Top of RECORDS FOR THIS EXERCISE
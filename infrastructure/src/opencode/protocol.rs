//! OpenCode wire types.
//!
//! Request bodies for the HTTP API and the payload of event stream frames.

use herd_application::ProviderInfo;
use serde::{Deserialize, Serialize};
use serde_json::Value;

/// Query parameter scoping every request to one working tree.
pub const DIRECTORY_PARAM: &str = "directory";

#[derive(Debug, Serialize)]
pub struct CreateSessionRequest<'a> {
    #[serde(skip_serializing_if = "Option::is_none")]
    pub title: Option<&'a str>,
}

#[derive(Debug, Serialize)]
pub struct PromptPart<'a> {
    #[serde(rename = "type")]
    pub kind: &'static str,
    pub text: &'a str,
}

#[derive(Debug, Serialize)]
pub struct PromptRequest<'a> {
    pub parts: Vec<PromptPart<'a>>,
}

impl<'a> PromptRequest<'a> {
    pub fn text(text: &'a str) -> Self {
        Self {
            parts: vec![PromptPart { kind: "text", text }],
        }
    }
}

#[derive(Debug, Serialize)]
pub struct SelectModelRequest<'a> {
    #[serde(rename = "providerID")]
    pub provider_id: &'a str,
    #[serde(rename = "modelID")]
    pub model_id: &'a str,
}

/// `GET /provider` wraps the list: `{ "all": [...] }`.
#[derive(Debug, Deserialize)]
pub struct ProvidersResponse {
    #[serde(default)]
    pub all: Vec<ProviderInfo>,
}

/// Parse the `data` field of one event stream frame.
///
/// Keepalives with empty data and payloads that are not JSON yield `None`.
pub fn parse_frame(data: &str) -> Option<Value> {
    let data = data.trim();
    if data.is_empty() {
        return None;
    }
    serde_json::from_str(data).ok().map(unwrap_envelope)
}

/// Unwrap `{ directory, payload }` to `payload`; anything else is returned as is.
///
/// The frame sent right after connecting carries no envelope.
pub fn unwrap_envelope(value: Value) -> Value {
    match value {
        Value::Object(mut map) if map.get("payload").is_some_and(Value::is_object) => {
            map.remove("payload").unwrap_or(Value::Null)
        }
        other => other,
    }
}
Bottom of RECORDS FOR THIS EXERCISE
» **WORK ITEM**:
In the entries above, find the line holding "pub const DIRECTORY_PARAM: &str" and the line holding "pub struct PromptPart<'a>", then retype exactly those two lines and every line between them, and nothing else.

» **COMPLETED EXERCISE**:
pub const DIRECTORY_PARAM: &str = "directory";

#[derive(Debug, Serialize)]
pub struct CreateSessionRequest<'a> {
    #[serde(skip_serializing_if = "Option::is_none")]
    pub title: Option<&'a str>,
}

#[derive(Debug, Serialize)]
pub struct PromptPart<'a> {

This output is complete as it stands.